→ **Work item**
The reply must reproduce each line below exactly.

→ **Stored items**
- Opening Delimiter -

use std::io::Write;

use flakeid::SnowflakeId;
use serde::Serialize;

use crate::config::OutputFormat;

/// Every field packed into an ID, as printed by `--format json`.
#[derive(Debug, Clone, Copy, PartialEq, Eq, Serialize)]
pub struct IdRecord {
    pub id: SnowflakeId,
    pub timestamp: u64,
    pub unix_millis: u64,
    pub datacenter_id: u64,
    pub worker_id: u64,
    pub sequence: u64,
}

impl From<SnowflakeId> for IdRecord {
    fn from(id: SnowflakeId) -> Self {
        Self {
            id,
            timestamp: id.timestamp(),
            unix_millis: id.unix_millis(),
            datacenter_id: id.datacenter_id(),
            worker_id: id.worker_id(),
            sequence: id.sequence(),
        }
    }
}

/// Writes a freshly generated ID.
pub fn write_generated(
    out: &mut impl Write,
    id: SnowflakeId,
    format: OutputFormat,
) -> anyhow::Result<()> {
    match format {
        OutputFormat::Text => writeln!(out, "{id}")?,
        OutputFormat::Json => write_json(out, id)?,
    }
    Ok(())
}

/// Writes the fields of an ID being decoded.
pub fn write_decoded(
    out: &mut impl Write,
    id: SnowflakeId,
    format: OutputFormat,
) -> anyhow::Result<()> {
    match format {
        OutputFormat::Text => {
            let record = IdRecord::from(id);
            writeln!(
                out,
                "{} timestamp={} unix_millis={} datacenter_id={} worker_id={} sequence={}",
                record.id,
                record.timestamp,
                record.unix_millis,
                record.datacenter_id,
                record.worker_id,
                record.sequence
            )?;
        }
        OutputFormat::Json => write_json(out, id)?,
    }
    Ok(())
}

fn write_json(out: &mut impl Write, id: SnowflakeId) -> anyhow::Result<()> {
    serde_json::to_writer(&mut *out, &IdRecord::from(id))?;
    writeln!(out)?;
    Ok(())
}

- Closing Delimiter -

→ **Response to the task**
use std::io::Write;

use flakeid::SnowflakeId;
use serde::Serialize;

use crate::config::OutputFormat;

/// Every field packed into an ID, as printed by `--format json`.
#[derive(Debug, Clone, Copy, PartialEq, Eq, Serialize)]
pub struct IdRecord {
    pub id: SnowflakeId,
    pub timestamp: u64,
    pub unix_millis: u64,
    pub datacenter_id: u64,
    pub worker_id: u64,
    pub sequence: u64,
}

impl From<SnowflakeId> for IdRecord {
    fn from(id: SnowflakeId) -> Self {
        Self {
            id,
            timestamp: id.timestamp(),
            unix_millis: id.unix_millis(),
            datacenter_id: id.datacenter_id(),
            worker_id: id.worker_id(),
            sequence: id.sequence(),
        }
    }
}

/// Writes a freshly generated ID.
pub fn write_generated(
    out: &mut impl Write,
    id: SnowflakeId,
    format: OutputFormat,
) -> anyhow::Result<()> {
    match format {
        OutputFormat::Text => writeln!(out, "{id}")?,
        OutputFormat::Json => write_json(out, id)?,
    }
    Ok(())
}

/// Writes the fields of an ID being decoded.
pub fn write_decoded(
    out: &mut impl Write,
    id: SnowflakeId,
    format: OutputFormat,
) -> anyhow::Result<()> {
    match format {
        OutputFormat::Text => {
            let record = IdRecord::from(id);
            writeln!(
                out,
                "{} timestamp={} unix_millis={} datacenter_id={} worker_id={} sequence={}",
                record.id,
                record.timestamp,
                record.unix_millis,
                record.datacenter_id,
                record.worker_id,
                record.sequence
            )?;
        }
        OutputFormat::Json => write_json(out, id)?,
    }
    Ok(())
}

fn write_json(out: &mut impl Write, id: SnowflakeId) -> anyhow::Result<()> {
    serde_json::to_writer(&mut *out, &IdRecord::from(id))?;
    writeln!(out)?;
    Ok(())
}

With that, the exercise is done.